Ser417 is the only site of COT1 autophosphorylation. (A) Immunoprecipitated myc-COT1 variants from the indicated strains were probed with anti-myc antibody (upper panel) to determine equal amounts of precipitated kinase and subjected to a ³²P in vitro autophosphorylation reaction (lower panel). WB, Western blotting. (B) In vitro kinase assays (performed in triplicate) with peptides covering the sequence of the activation segment (RSRRLMAYSTVGTPDYI) and hydrophobic motif (EESPELSLPFIGYTFKRFDNNFR) of COT1 as artificial substrates.

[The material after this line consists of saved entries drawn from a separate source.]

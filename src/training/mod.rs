//! Model training module
//!
//! Provides the model catalogue used by analysis plans:
//! - Linear models (OLS, Ridge, Lasso, Logistic Regression)
//! - Decision trees, Random Forests and Gradient Boosting
//! - Support Vector Machines (SVC, SVR)
//! - K-Nearest Neighbors
//! - Clustering (KMeans, DBSCAN, Agglomerative)
//!
//! plus the registries, the train/test split and the training executor.

pub mod clustering;
pub mod decision_tree;
pub mod gradient_boosting;
pub mod knn;
pub mod linear_models;
pub mod random_forest;
pub mod svm;

mod executor;
mod registry;
mod split;

pub use clustering::{AgglomerativeClustering, AgglomerativeConfig, DBSCANConfig, KMeans, KMeansConfig, Linkage, DBSCAN};
pub use decision_tree::{Criterion, DecisionTree};
pub use executor::{CandidateError, CandidateOutcome, CandidateScore, TrainingData, TrainingExecutor};
pub use gradient_boosting::{GradientBoostingClassifier, GradientBoostingConfig, GradientBoostingRegressor};
pub use knn::{DistanceMetric, KNeighborsClassifier, KNeighborsConfig, WeightScheme};
pub use linear_models::{Lasso, LinearRegression, LogisticRegression, Ridge};
pub use random_forest::{MaxFeatures, RandomForestClassifier, RandomForestConfig, RandomForestRegressor};
pub use registry::{ClassifierKind, ClustererKind, ModelConstructor, ModelRegistry, RegressorKind};
pub use split::{feature_matrix, target_vector, FrameSplit, TargetVector, TrainTestSplit};
pub use svm::{Gamma, KernelType, SVCConfig, SVRConfig, SVC, SVR};

use crate::error::{PlanError, Result};
use crate::plan::Parameters;
use ndarray::{Array1, Array2};
use serde::de::DeserializeOwned;
use serde_json::Value;

/// A trainable model
pub trait Model: Send + Sync {
    /// Catalogue name of the model
    fn name(&self) -> &'static str;

    /// Fit the model. Supervised models require `y`; clusterers ignore it.
    fn fit(&mut self, x: &Array2<f64>, y: Option<&Array1<f64>>) -> Result<()>;

    /// Predict targets, class codes or cluster labels
    fn predict(&self, x: &Array2<f64>) -> Result<Array1<f64>>;

    /// Scoring capability, if the model has one
    fn scorer(&self) -> Option<&dyn Scorer> {
        None
    }
}

/// Evaluation of a fitted model.
///
/// Supervised scorers compare predictions with `y`; clustering scorers
/// evaluate the fit on `x` alone.
pub trait Scorer {
    fn score(&self, x: &Array2<f64>, y: Option<&Array1<f64>>) -> Result<f64>;
}

/// Coefficient of determination. A constant target scores 1.0 for a perfect
/// prediction and 0.0 otherwise.
pub fn r2_score(y_true: &Array1<f64>, y_pred: &Array1<f64>) -> Result<f64> {
    check_score_input(y_true, y_pred)?;
    let y_mean = y_true.mean().unwrap_or(0.0);
    let ss_res = (y_true - y_pred).mapv(|v| v * v).sum();
    let ss_tot = y_true.mapv(|v| (v - y_mean) * (v - y_mean)).sum();

    if ss_tot == 0.0 {
        return Ok(if ss_res == 0.0 { 1.0 } else { 0.0 });
    }
    Ok(1.0 - ss_res / ss_tot)
}

/// Fraction of exactly matching class codes
pub fn accuracy_score(y_true: &Array1<f64>, y_pred: &Array1<f64>) -> Result<f64> {
    check_score_input(y_true, y_pred)?;
    let correct = y_true.iter().zip(y_pred.iter()).filter(|(t, p)| t == p).count();
    Ok(correct as f64 / y_true.len() as f64)
}

fn check_score_input(y_true: &Array1<f64>, y_pred: &Array1<f64>) -> Result<()> {
    if y_true.is_empty() {
        return Err(PlanError::ScoreUnavailable("no samples to score".to_string()));
    }
    if y_true.len() != y_pred.len() {
        return Err(PlanError::ShapeError {
            expected: format!("{} predictions", y_true.len()),
            actual: format!("{} predictions", y_pred.len()),
        });
    }
    Ok(())
}

/// Deserialize a hyperparameter object into a model configuration
pub(crate) fn parse_hyperparameters<T: DeserializeOwned>(model: &str, params: &Parameters) -> Result<T> {
    serde_json::from_value(Value::Object(params.clone())).map_err(|e| PlanError::Construction {
        model: model.to_string(),
        reason: e.to_string(),
    })
}

/// Validate a training matrix: non-empty and finite
pub(crate) fn check_features(model: &str, x: &Array2<f64>) -> Result<()> {
    if x.nrows() == 0 || x.ncols() == 0 {
        return Err(PlanError::fit(
            model,
            format!("empty training matrix ({} x {})", x.nrows(), x.ncols()),
        ));
    }
    if x.iter().any(|v| !v.is_finite()) {
        return Err(PlanError::fit(model, "input contains NaN or infinity"));
    }
    Ok(())
}

/// Validate supervised training input and return the target
pub(crate) fn check_supervised<'a>(
    model: &str,
    x: &Array2<f64>,
    y: Option<&'a Array1<f64>>,
) -> Result<&'a Array1<f64>> {
    let y = y.ok_or_else(|| PlanError::fit(model, "supervised model requires a target"))?;
    check_features(model, x)?;
    if x.nrows() != y.len() {
        return Err(PlanError::ShapeError {
            expected: format!("y length = {}", x.nrows()),
            actual: format!("y length = {}", y.len()),
        });
    }
    if y.iter().any(|v| !v.is_finite()) {
        return Err(PlanError::fit(model, "target contains NaN or infinity"));
    }
    Ok(y)
}

/// Validate a prediction matrix against the fitted width
pub(crate) fn check_predict(x: &Array2<f64>, n_features: usize) -> Result<()> {
    if x.ncols() != n_features {
        return Err(PlanError::ShapeError {
            expected: format!("{} features", n_features),
            actual: format!("{} features", x.ncols()),
        });
    }
    Ok(())
}

/// Distinct class codes of a label-encoded target, sorted
pub(crate) fn class_codes(y: &Array1<f64>) -> Vec<f64> {
    let mut classes: Vec<f64> = y.to_vec();
    classes.sort_by(|a, b| a.total_cmp(b));
    classes.dedup();
    classes
}

#[cfg(test)]
mod tests {
    use super::*;
    use ndarray::array;

    #[test]
    fn test_r2_score() {
        let y_true = array![1.0, 2.0, 3.0, 4.0, 5.0];
        let y_pred = array![1.1, 2.0, 2.9, 4.1, 5.0];
        assert!(r2_score(&y_true, &y_pred).unwrap() > 0.9);
        assert_eq!(r2_score(&y_true, &y_true).unwrap(), 1.0);
    }

    #[test]
    fn test_r2_constant_target() {
        let y = array![2.0, 2.0];
        assert_eq!(r2_score(&y, &array![2.0, 2.0]).unwrap(), 1.0);
        assert_eq!(r2_score(&y, &array![1.0, 2.0]).unwrap(), 0.0);
    }

    #[test]
    fn test_accuracy_score() {
        let y_true = array![1.0, 0.0, 2.0, 1.0];
        let y_pred = array![1.0, 0.0, 1.0, 1.0];
        assert_eq!(accuracy_score(&y_true, &y_pred).unwrap(), 0.75);
    }

    #[test]
    fn test_empty_score_unavailable() {
        let empty = Array1::<f64>::zeros(0);
        assert!(matches!(
            accuracy_score(&empty, &empty),
            Err(PlanError::ScoreUnavailable(_))
        ));
    }

    #[test]
    fn test_check_features_rejects_nan() {
        let x = array![[1.0, f64::NAN]];
        assert!(matches!(check_features("Ridge", &x), Err(PlanError::Fit { .. })));
    }

    #[test]
    fn test_parse_hyperparameters_error_kind() {
        #[derive(serde::Deserialize)]
        #[serde(deny_unknown_fields)]
        #[allow(dead_code)]
        struct Config {
            alpha: f64,
        }
        let mut params = Parameters::new();
        params.insert("alpha".to_string(), Value::from("big"));
        let err = parse_hyperparameters::<Config>("Ridge", &params).err().unwrap();
        assert!(matches!(err, PlanError::Construction { .. }));
    }
}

Equal amounts of precipitated myc-COT1 used in the kinase reactions are shown below the graph. Phosphorylated amino acids are underlined. (C) Immunoprecipitated myc-COT1 variants from strains with the indicated genotypes were probed with anti-myc antibody (upper panel) or P-Ser417-specific antibody (middle panel) and subjected to an in vitro autophosphorylation reaction (lower panel). (D) Kinase-dead myc-COT1(D337A) was precipitated from a forced heterokaryon harboring an untagged copy of cot-1 and probed for Ser417 autophosphorylation in cis or in trans of the COT1 dimer with a phospho-Ser417-specific antibody (upper panel) or with an anti-myc antibody as a loading control (lower panel). The lack of myc-COT1(D337) phosphorylation purified from the heterokaryon indicates autophosphorylation of COT1 in cis.